How awful. Why did you take such drastic action?
Everything became too much; thinking back on it now, I should have seen my doctor long before lockdown began, as the break up had hit me hard, and I felt worthless at the time as though there would be no possibility of me ever loving or being loved again.
Yes, many people find the end of a relationship a catalyst for depression. What happened in the hospital?
I had my stomach pumped, one of the most awful things and I was put on anti-depressants by the psychiatrist who saw me.
Did you go into the mental health unit?
No, my father said he would take care of me, and so I packed up my bags and went and lived with my dad for a few months. I don’t think I left my bedroom for the first couple of weeks. Just stayed in there. Dad left food outside my door and the occasional bit of poetry for me, usually a limerick he had made up. I think they eventually lifted my spirits and the medication, but I like to think it was my dad’s poems.
What medication did you take, or are you still taking?
Yes, I am still taking, and it is Citalopram.
Is that the only medication you have taken for depression?
No, I was put on Sertraline, but it did not agree with me, so I’ve been taken off it. Although I had to spend a few months with side effects, mainly sickness and because I’m not that big, I lost quite a lot of weight.
What do you think has helped you most during your depression?
Definitely my dad, but once I was on the right meds, everything seemed to fall into place. I mean, my life is not perfect, but I can cope with everything. I also did go to counselling to talk about my break-up.
How did that go?
I used to look forward to my counselling sessions; I found it really useful to talk through my problems.

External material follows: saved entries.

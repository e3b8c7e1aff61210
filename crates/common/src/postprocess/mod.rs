//! Per-bidder request post-processing.
//!
//! Before a bid request goes to a bidder adapter it runs through an ordered
//! chain of post-processors. Each stage either hands a (possibly replaced)
//! request on to the next stage together with warnings, or rejects the
//! bidder with a typed reason. A stage returning `Err` is a hard failure for
//! that bidder only.
//!
//! - [`bidder`]: bidder catalog and alias lookups
//! - [`currency`]: currency blocker
//! - [`media_type`]: media type filter
//! - [`preferred_media`]: preferred media type selector
//! - [`cleaner`]: bidder-scoped `ext.prebid` cleanup
//! - [`composite`]: the chain runner

use std::sync::Arc;

use error_stack::Report;
use serde::Serialize;

use crate::error::BidGuardError;
use crate::openrtb::BidRequest;
use crate::settings::Account;

pub mod bidder;
pub mod cleaner;
pub mod composite;
pub mod currency;
pub mod media_type;
pub mod preferred_media;

pub use bidder::{BidderAliases, BidderCatalog, BidderInfo, Channel};
pub use cleaner::BidderRequestCleaner;
pub use composite::CompositeBidderRequestPostProcessor;
pub use currency::BidderRequestCurrencyBlocker;
pub use media_type::BidderRequestMediaFilter;
pub use preferred_media::BidderRequestPreferredMediaProcessor;

/// Message attached when filtering leaves a request without impressions.
pub(crate) const NO_IMPRESSIONS_AFTER_FILTERING: &str =
    "Bid request contains 0 impressions after filtering.";

/// An OpenRTB request scoped to one bidder.
///
/// Stages replace `bid_request` with a new `Arc` when they change it and hand
/// the same `Arc` back when they do not.
#[derive(Debug, Clone)]
pub struct BidderRequest {
    pub bidder: String,
    pub bid_request: Arc<BidRequest>,
}

impl BidderRequest {
    pub fn new(bidder: impl Into<String>, bid_request: impl Into<Arc<BidRequest>>) -> Self {
        Self {
            bidder: bidder.into(),
            bid_request: bid_request.into(),
        }
    }

    /// Same bidder, new request body.
    #[must_use]
    pub fn with_bid_request(self, bid_request: BidRequest) -> Self {
        Self {
            bidder: self.bidder,
            bid_request: Arc::new(bid_request),
        }
    }
}

#[derive(Debug, Clone, Copy, PartialEq, Eq, Serialize)]
#[serde(rename_all = "snake_case")]
pub enum BidderErrorKind {
    Generic,
    BadInput,
}

/// A non-fatal problem reported for one bidder.
#[derive(Debug, Clone, PartialEq, Eq, Serialize)]
pub struct BidderError {
    pub kind: BidderErrorKind,
    pub message: String,
}

impl BidderError {
    pub fn generic(message: impl Into<String>) -> Self {
        Self {
            kind: BidderErrorKind::Generic,
            message: message.into(),
        }
    }

    pub fn bad_input(message: impl Into<String>) -> Self {
        Self {
            kind: BidderErrorKind::BadInput,
            message: message.into(),
        }
    }
}

/// Why a bidder was dropped from the auction.
#[derive(Debug, Clone, Copy, PartialEq, Eq, Serialize)]
#[serde(rename_all = "SCREAMING_SNAKE_CASE")]
pub enum BidRejectionReason {
    RequestBlockedUnacceptableCurrency,
    RequestBlockedUnsupportedMediaType,
}

/// Request handed to the next stage plus the warnings collected so far.
#[derive(Debug, Clone)]
pub struct BidderRequestPostProcessingResult {
    pub value: BidderRequest,
    pub errors: Vec<BidderError>,
}

#[derive(Debug, Clone, PartialEq, Eq, Serialize)]
pub struct BidderRequestRejection {
    pub reason: BidRejectionReason,
    pub errors: Vec<BidderError>,
}

#[derive(Debug, Clone)]
pub enum PostProcessOutcome {
    Continue(BidderRequestPostProcessingResult),
    Reject(BidderRequestRejection),
}

impl PostProcessOutcome {
    /// Continue with `value` unchanged and no warnings.
    #[must_use]
    pub fn pass_through(value: BidderRequest) -> Self {
        Self::proceed(value, Vec::new())
    }

    #[must_use]
    pub fn proceed(value: BidderRequest, errors: Vec<BidderError>) -> Self {
        Self::Continue(BidderRequestPostProcessingResult { value, errors })
    }

    #[must_use]
    pub fn reject(reason: BidRejectionReason, errors: Vec<BidderError>) -> Self {
        Self::Reject(BidderRequestRejection { reason, errors })
    }
}

/// Auction-wide data a stage may consult. Already resolved; stages never
/// fetch anything.
#[derive(Debug, Clone, Copy)]
pub struct AuctionContext<'a> {
    pub account: &'a Account,
}

/// One stage of the bidder request chain.
pub trait BidderRequestPostProcessor: Send + Sync {
    /// Short identifier used in logs and error context.
    fn name(&self) -> &'static str;

    /// Process one bidder's request.
    ///
    /// # Errors
    ///
    /// Returns an error only for failures outside the rejection contract,
    /// such as a bidder missing from the catalog.
    fn process(
        &self,
        request: BidderRequest,
        aliases: &dyn BidderAliases,
        context: &AuctionContext<'_>,
    ) -> Result<PostProcessOutcome, Report<BidGuardError>>;
}

#[cfg(test)]
pub(crate) mod tests {
    use std::collections::HashMap;

    use serde_json::{json, Value};

    use super::bidder::{StaticBidderAliases, StaticBidderCatalog};
    use super::*;

    pub(crate) fn bid_request(value: Value) -> BidRequest {
        serde_json::from_value(value).expect("should parse bid request")
    }

    pub(crate) fn bidder_request(bidder: &str, value: Value) -> BidderRequest {
        BidderRequest::new(bidder, bid_request(value))
    }

    pub(crate) fn catalog(entries: Value) -> Arc<StaticBidderCatalog> {
        let bidders: HashMap<String, BidderInfo> =
            serde_json::from_value(entries).expect("should parse bidder catalog");
        Arc::new(StaticBidderCatalog::new(bidders))
    }

    pub(crate) fn no_aliases() -> StaticBidderAliases {
        StaticBidderAliases::default()
    }

    pub(crate) fn expect_continue(outcome: PostProcessOutcome) -> BidderRequestPostProcessingResult {
        match outcome {
            PostProcessOutcome::Continue(result) => result,
            PostProcessOutcome::Reject(rejection) => {
                panic!("expected the request to continue, got {rejection:?}")
            }
        }
    }

    pub(crate) fn expect_reject(outcome: PostProcessOutcome) -> BidderRequestRejection {
        match outcome {
            PostProcessOutcome::Reject(rejection) => rejection,
            PostProcessOutcome::Continue(result) => {
                panic!("expected a rejection, got {:?}", result.value.bid_request)
            }
        }
    }

    pub(crate) fn messages(errors: &[BidderError]) -> Vec<&str> {
        errors.iter().map(|error| error.message.as_str()).collect()
    }

    #[test]
    fn test_rejection_reason_serializes_as_code() {
        assert_eq!(
            serde_json::to_value(BidRejectionReason::RequestBlockedUnacceptableCurrency)
                .expect("should serialize"),
            json!("REQUEST_BLOCKED_UNACCEPTABLE_CURRENCY")
        );
        assert_eq!(
            serde_json::to_value(BidRejectionReason::RequestBlockedUnsupportedMediaType)
                .expect("should serialize"),
            json!("REQUEST_BLOCKED_UNSUPPORTED_MEDIA_TYPE")
        );
    }

    #[test]
    fn test_with_bid_request_keeps_bidder() {
        let request = bidder_request("rubicon", json!({"id": "1"}));
        let original = Arc::clone(&request.bid_request);

        let replaced = request.with_bid_request(BidRequest {
            id: "2".to_string(),
            ..BidRequest::default()
        });

        assert_eq!(replaced.bidder, "rubicon");
        assert_eq!(replaced.bid_request.id, "2");
        assert!(!Arc::ptr_eq(&original, &replaced.bid_request));
    }
}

Would you recommend it to others?
Yes, I would because it helped me. I kind of miss it, but I know, next time I have a stressful situation I will find the money and pay for one, as to me they are really helpful.
How long did it take for the depression to lift?
It took around eight months for it to nearly go out of my head or being completely. I moved out of my dads again and back into my old place, but I’ve since moved from there as there were too many bad memories. Now I can see a future.
Thank you, Amy; I wish you continued recovery.